In the study, 10,273 patients were examined with a test called Oncotype DX (Oncotype DX), which measures the activity of genes involved in cell growth and their response to hormone therapy on biopsy samples, to assess the risk of whether the cancer will return. About 17 percent of women had high-risk results and were advised chemotherapy. The 16 percent with low results know they can skip chemotherapy.
The new results refer to 67 percent of women whose results showed that they have an intermediate risk. All had surgery and hormone therapy, and half of them also received chemotherapy.

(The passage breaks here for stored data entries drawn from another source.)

use actix_web::HttpResponse;

use crate::dto::IdentityResponse;
use crate::middleware::AuthContext;

/// Handler for GET /api/v1/auth/me
pub async fn me(auth: AuthContext) -> HttpResponse {
    HttpResponse::Ok().json(IdentityResponse::from(&auth.identity))
}
//! Request and response bodies of the credential routes

use chrono::{DateTime, Utc};
use serde::{Deserialize, Serialize};

use ck_core::{Identity, KeyStoreStatus, RevocationStats, TokenPair};

/// Request body for POST /api/v1/auth/refresh
///
/// Claims always carry over from the presented token; unknown fields such as
/// `role` are ignored.
#[derive(Debug, Clone, Deserialize, Serialize)]
pub struct RefreshTokenRequest {
    pub refresh_token: String,
}

/// Token pair returned after a refresh
#[derive(Debug, Clone, Deserialize, Serialize)]
pub struct TokenResponse {
    pub access_token: String,
    pub refresh_token: String,
    pub token_type: String,
    pub access_expires_in: u64,
    pub refresh_expires_in: u64,
}

impl From<TokenPair> for TokenResponse {
    fn from(pair: TokenPair) -> Self {
        Self {
            access_token: pair.access_token,
            refresh_token: pair.refresh_token,
            token_type: "Bearer".to_string(),
            access_expires_in: pair.access_expires_in,
            refresh_expires_in: pair.refresh_expires_in,
        }
    }
}

/// Optional body for POST /api/v1/auth/logout
#[derive(Debug, Clone, Default, Deserialize, Serialize)]
pub struct LogoutRequest {
    #[serde(default)]
    pub refresh_token: Option<String>,
}

#[derive(Debug, Clone, Deserialize, Serialize)]
pub struct LogoutResponse {
    pub access_revoked: bool,
    pub refresh_revoked: bool,
}

/// Identity of the caller, GET /api/v1/auth/me
#[derive(Debug, Clone, Deserialize, Serialize)]
pub struct IdentityResponse {
    pub subject_id: String,
    pub role: Option<String>,
    pub permissions: Vec<String>,
    pub expires_at: DateTime<Utc>,
}

impl From<&Identity> for IdentityResponse {
    fn from(identity: &Identity) -> Self {
        Self {
            subject_id: identity.subject_id.clone(),
            role: identity.role.clone(),
            permissions: identity.permissions.clone(),
            expires_at: identity.expires_at,
        }
    }
}

/// Diagnostics, GET /api/v1/auth/status
#[derive(Debug, Clone, Serialize)]
pub struct StatusResponse {
    pub keys: KeyStoreStatus,
    pub revocation: RevocationStats,
}
mod backend_tests;
mod store_tests;

use std::sync::atomic::{AtomicBool, AtomicUsize, Ordering};
use std::sync::Arc;
use std::time::Duration;

use async_trait::async_trait;

use crate::domain::entities::{ClaimSet, RevocationRecord};
use crate::errors::{DomainError, DomainResult};
use crate::services::token::{KeyStore, KeyStoreConfig, TokenIssuer, TokenServiceConfig};

use super::{InMemoryRevocationBackend, RevocationBackend};

pub(super) fn issuer() -> TokenIssuer {
    let keys = Arc::new(KeyStore::in_memory(KeyStoreConfig::default(), "revocation-test-secret"));
    TokenIssuer::new(keys, TokenServiceConfig::default())
}

pub(super) fn access_token(issuer: &TokenIssuer) -> String {
    issuer
        .issue_access_token("u1", &ClaimSet::default())
        .unwrap()
}

pub(super) fn refresh_token(issuer: &TokenIssuer) -> String {
    issuer
        .issue_refresh_token("u1", &ClaimSet::default(), "pair-1")
        .unwrap()
}

/// Shared backend double that can be switched into failure or stall mode
#[derive(Default)]
pub(super) struct FlakyBackend {
    inner: InMemoryRevocationBackend,
    failing: AtomicBool,
    stalled: AtomicBool,
    calls: AtomicUsize,
}

impl FlakyBackend {
    pub fn new() -> Self {
        Self::default()
    }

    pub fn set_failing(&self, failing: bool) {
        self.failing.store(failing, Ordering::SeqCst);
    }

    pub fn set_stalled(&self, stalled: bool) {
        self.stalled.store(stalled, Ordering::SeqCst);
    }

    pub fn calls(&self) -> usize {
        self.calls.load(Ordering::SeqCst)
    }

    async fn enter(&self) -> DomainResult<()> {
        self.calls.fetch_add(1, Ordering::SeqCst);
        if self.stalled.load(Ordering::SeqCst) {
            tokio::time::sleep(Duration::from_secs(30)).await;
        }
        if self.failing.load(Ordering::SeqCst) {
            return Err(DomainError::Internal {
                message: "connection refused".to_string(),
            });
        }
        Ok(())
    }
}

#[async_trait]
impl RevocationBackend for FlakyBackend {
    fn name(&self) -> &'static str {
        "flaky"
    }

    async fn put(&self, record: &RevocationRecord, ttl: Duration) -> DomainResult<()> {
        self.enter().await?;
        self.inner.put(record, ttl).await
    }

    async fn get(&self, token_id: &str) -> DomainResult<Option<RevocationRecord>> {
        self.enter().await?;
        self.inner.get(token_id).await
    }

    async fn count(&self) -> DomainResult<usize> {
        self.enter().await?;
        self.inner.count().await
    }
}
//! Shared utilities and common types for the credkeep workspace
//!
//! This crate provides common functionality used across all server modules:
//! - Configuration types
//! - Error response structures and error codes
//! - Duration string parsing for operator-facing configuration

pub mod config;
pub mod errors;
pub mod utils;

// Re-export commonly used items at crate root
pub use config::{
    AppSettings, AuthConfig, CacheConfig, Environment, LoggingConfig, ServerConfig,
    TokenLifetimes,
};
pub use errors::{error_codes, ErrorResponse};
pub use utils::duration::parse_duration;
//! Cache module for Redis-based storage
//!
//! Connection management, retry logic and the handful of commands the
//! revocation backend needs.

pub mod redis_client;


pub use redis_client::RedisClient;

// Re-export commonly used types
pub use ck_shared::config::CacheConfig;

After nine years, 94 percent of women from both groups are still alive, and about 84 percent of them have no signs of cancer, which means that adding chemotherapy to the treatment did not affect the chances of survival. Oncologists say that these findings will change practice in hospitals, and mean that women in this group of patients can be safely treated only with surgery and hormone therapy. Chemotherapy is often used after surgery to reduce the chances of breast cancer spreading or coming back. It saves lives, but the side effects of toxic drugs range from vomiting, fatigue and infertility to permanent nerve pain. The results of the study were discussed today at an oncology conference in Chicago and were published in the New England Journal of Medicine. The study was funded by the National Cancer Institute and some foundations, and the proceeds from the sale of US postage stamps for breast cancer were intended for it.